Entries shown:
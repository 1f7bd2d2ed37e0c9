/// Application state and router builder
///
/// # Example
///
/// ```no_run
/// use std::sync::Arc;
/// use taskboard_api::{app::{build_router, AppState}, config::Config};
/// use taskboard_shared::auth::password::Argon2Hasher;
/// use taskboard_shared::store::memory::MemoryStore;
///
/// # async fn example() -> anyhow::Result<()> {
/// let config = Config::from_env()?;
/// let hasher = Argon2Hasher::new(config.hashing.into())?;
/// let state = AppState::new(Arc::new(MemoryStore::new()), Arc::new(hasher), config);
///
/// let listener = tokio::net::TcpListener::bind("0.0.0.0:3000").await?;
/// axum::serve(listener, build_router(state)).await?;
/// # Ok(())
/// # }
/// ```

use crate::{config::Config, middleware::security::SecurityHeadersLayer, routes};
use axum::{
    http::{header, HeaderValue, Method},
    routing::{get, patch, post, MethodRouter},
    Router,
};
use std::sync::Arc;
use taskboard_shared::auth::{password::CredentialHasher, service::AuthService};
use taskboard_shared::store::Store;
use taskboard_shared::tasks::service::TaskService;
use tower_http::{
    cors::CorsLayer,
    trace::{DefaultMakeSpan, DefaultOnResponse, TraceLayer},
};
use tracing::Level;

/// Shared application state
///
/// Cloned for each request handler via Axum's `State` extractor; every
/// field is reference-counted.
#[derive(Clone)]
pub struct AppState {
    /// Backing store, also used for health checks
    pub store: Arc<dyn Store>,

    pub auth: AuthService,

    pub tasks: TaskService,

    /// Application configuration
    pub config: Arc<Config>,
}

impl AppState {
    /// Wires both services to the same store
    pub fn new(store: Arc<dyn Store>, hasher: Arc<dyn CredentialHasher>, config: Config) -> Self {
        Self {
            auth: AuthService::new(store.clone(), hasher),
            tasks: TaskService::new(store.clone()),
            store,
            config: Arc::new(config),
        }
    }
}

/// Builds the complete Axum router with all routes and middleware
///
/// # Architecture
///
/// ```text
/// /api
/// ├── GET   /health
/// ├── POST  /register
/// ├── POST  /login
/// ├── POST  /recovery
/// └── /tasks
///     ├── POST  /
///     ├── PATCH /:id
///     ├── GET   /createdByUser/:username
///     ├── GET   /assignedToUser/:username
///     ├── GET   /priority/:username
///     ├── PATCH /priority/:idTarea
///     ├── PATCH /note/:id
///     └── PATCH /status/:id
/// ```
///
/// Anything else, including a wrong method on a listed path, answers 404
/// with the standard envelope.
///
/// # Middleware Stack
///
/// Applied in order (bottom to top):
/// 1. Logging (tower-http TraceLayer)
/// 2. CORS (tower-http CorsLayer)
/// 3. Security headers
pub fn build_router(state: AppState) -> Router {
    let auth_routes = Router::new()
        .route("/register", endpoint(post(routes::auth::register)))
        .route("/login", endpoint(post(routes::auth::login)))
        .route("/recovery", endpoint(post(routes::auth::recovery)));

    // GET and PATCH on /priority/:x take a username and a task id respectively
    let task_routes = Router::new()
        .route("/", endpoint(post(routes::tasks::create_task)))
        .route("/:id", endpoint(patch(routes::tasks::update_task)))
        .route(
            "/createdByUser/:username",
            endpoint(get(routes::tasks::created_by_user)),
        )
        .route(
            "/assignedToUser/:username",
            endpoint(get(routes::tasks::assigned_to_user)),
        )
        .route(
            "/priority/:target",
            endpoint(get(routes::tasks::priority_tasks).patch(routes::tasks::toggle_priority)),
        )
        .route("/note/:id", endpoint(patch(routes::tasks::update_note)))
        .route("/status/:id", endpoint(patch(routes::tasks::update_status)));

    let api_routes = Router::new()
        .route("/health", endpoint(get(routes::health::health_check)))
        .merge(auth_routes)
        .nest("/tasks", task_routes);

    Router::new()
        .nest("/api", api_routes)
        .fallback(routes::not_found)
        .layer(
            TraceLayer::new_for_http()
                .make_span_with(DefaultMakeSpan::new().level(Level::INFO))
                .on_response(DefaultOnResponse::new().level(Level::INFO)),
        )
        .layer(cors_layer(&state.config))
        .layer(SecurityHeadersLayer::new(state.config.api.production))
        .with_state(state)
}

/// An unsupported method on a known path answers like an unknown route
fn endpoint(method_router: MethodRouter<AppState>) -> MethodRouter<AppState> {
    method_router.fallback(routes::not_found)
}

fn cors_layer(config: &Config) -> CorsLayer {
    if config.api.cors_origins.iter().any(|origin| origin == "*") {
        // Development mode: permissive CORS
        return CorsLayer::permissive();
    }

    let origins: Vec<HeaderValue> = config
        .api
        .cors_origins
        .iter()
        .filter_map(|origin| origin.parse().ok())
        .collect();

    CorsLayer::new()
        .allow_origin(origins)
        .allow_methods([Method::GET, Method::POST, Method::PATCH, Method::OPTIONS])
        .allow_headers([header::CONTENT_TYPE])
        .max_age(std::time::Duration::from_secs(3600))
}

Goal of the exercise: Please set down the entire material above exactly as presented.

Written response:
repository 1f7bd2d2ed37e0c9
/// Application state and router builder
///
/// # Example
///
/// ```no_run
/// use std::sync::Arc;
/// use taskboard_api::{app::{build_router, AppState}, config::Config};
/// use taskboard_shared::auth::password::Argon2Hasher;
/// use taskboard_shared::store::memory::MemoryStore;
///
/// # async fn example() -> anyhow::Result<()> {
/// let config = Config::from_env()?;
/// let hasher = Argon2Hasher::new(config.hashing.into())?;
/// let state = AppState::new(Arc::new(MemoryStore::new()), Arc::new(hasher), config);
///
/// let listener = tokio::net::TcpListener::bind("0.0.0.0:3000").await?;
/// axum::serve(listener, build_router(state)).await?;
/// # Ok(())
/// # }
/// ```

use crate::{config::Config, middleware::security::SecurityHeadersLayer, routes};
use axum::{
    http::{header, HeaderValue, Method},
    routing::{get, patch, post, MethodRouter},
    Router,
};
use std::sync::Arc;
use taskboard_shared::auth::{password::CredentialHasher, service::AuthService};
use taskboard_shared::store::Store;
use taskboard_shared::tasks::service::TaskService;
use tower_http::{
    cors::CorsLayer,
    trace::{DefaultMakeSpan, DefaultOnResponse, TraceLayer},
};
use tracing::Level;

/// Shared application state
///
/// Cloned for each request handler via Axum's `State` extractor; every
/// field is reference-counted.
#[derive(Clone)]
pub struct AppState {
    /// Backing store, also used for health checks
    pub store: Arc<dyn Store>,

    pub auth: AuthService,

    pub tasks: TaskService,

    /// Application configuration
    pub config: Arc<Config>,
}

impl AppState {
    /// Wires both services to the same store
    pub fn new(store: Arc<dyn Store>, hasher: Arc<dyn CredentialHasher>, config: Config) -> Self {
        Self {
            auth: AuthService::new(store.clone(), hasher),
            tasks: TaskService::new(store.clone()),
            store,
            config: Arc::new(config),
        }
    }
}

/// Builds the complete Axum router with all routes and middleware
///
/// # Architecture
///
/// ```text
/// /api
/// ├── GET   /health
/// ├── POST  /register
/// ├── POST  /login
/// ├── POST  /recovery
/// └── /tasks
///     ├── POST  /
///     ├── PATCH /:id
///     ├── GET   /createdByUser/:username
///     ├── GET   /assignedToUser/:username
///     ├── GET   /priority/:username
///     ├── PATCH /priority/:idTarea
///     ├── PATCH /note/:id
///     └── PATCH /status/:id
/// ```
///
/// Anything else, including a wrong method on a listed path, answers 404
/// with the standard envelope.
///
/// # Middleware Stack
///
/// Applied in order (bottom to top):
/// 1. Logging (tower-http TraceLayer)
/// 2. CORS (tower-http CorsLayer)
/// 3. Security headers
pub fn build_router(state: AppState) -> Router {
    let auth_routes = Router::new()
        .route("/register", endpoint(post(routes::auth::register)))
        .route("/login", endpoint(post(routes::auth::login)))
        .route("/recovery", endpoint(post(routes::auth::recovery)));

    // GET and PATCH on /priority/:x take a username and a task id respectively
    let task_routes = Router::new()
        .route("/", endpoint(post(routes::tasks::create_task)))
        .route("/:id", endpoint(patch(routes::tasks::update_task)))
        .route(
            "/createdByUser/:username",
            endpoint(get(routes::tasks::created_by_user)),
        )
        .route(
            "/assignedToUser/:username",
            endpoint(get(routes::tasks::assigned_to_user)),
        )
        .route(
            "/priority/:target",
            endpoint(get(routes::tasks::priority_tasks).patch(routes::tasks::toggle_priority)),
        )
        .route("/note/:id", endpoint(patch(routes::tasks::update_note)))
        .route("/status/:id", endpoint(patch(routes::tasks::update_status)));

    let api_routes = Router::new()
        .route("/health", endpoint(get(routes::health::health_check)))
        .merge(auth_routes)
        .nest("/tasks", task_routes);

    Router::new()
        .nest("/api", api_routes)
        .fallback(routes::not_found)
        .layer(
            TraceLayer::new_for_http()
                .make_span_with(DefaultMakeSpan::new().level(Level::INFO))
                .on_response(DefaultOnResponse::new().level(Level::INFO)),
        )
        .layer(cors_layer(&state.config))
        .layer(SecurityHeadersLayer::new(state.config.api.production))
        .with_state(state)
}

/// An unsupported method on a known path answers like an unknown route
fn endpoint(method_router: MethodRouter<AppState>) -> MethodRouter<AppState> {
    method_router.fallback(routes::not_found)
}

fn cors_layer(config: &Config) -> CorsLayer {
    if config.api.cors_origins.iter().any(|origin| origin == "*") {
        // Development mode: permissive CORS
        return CorsLayer::permissive();
    }

    let origins: Vec<HeaderValue> = config
        .api
        .cors_origins
        .iter()
        .filter_map(|origin| origin.parse().ok())
        .collect();

    CorsLayer::new()
        .allow_origin(origins)
        .allow_methods([Method::GET, Method::POST, Method::PATCH, Method::OPTIONS])
        .allow_headers([header::CONTENT_TYPE])
        .max_age(std::time::Duration::from_secs(3600))
}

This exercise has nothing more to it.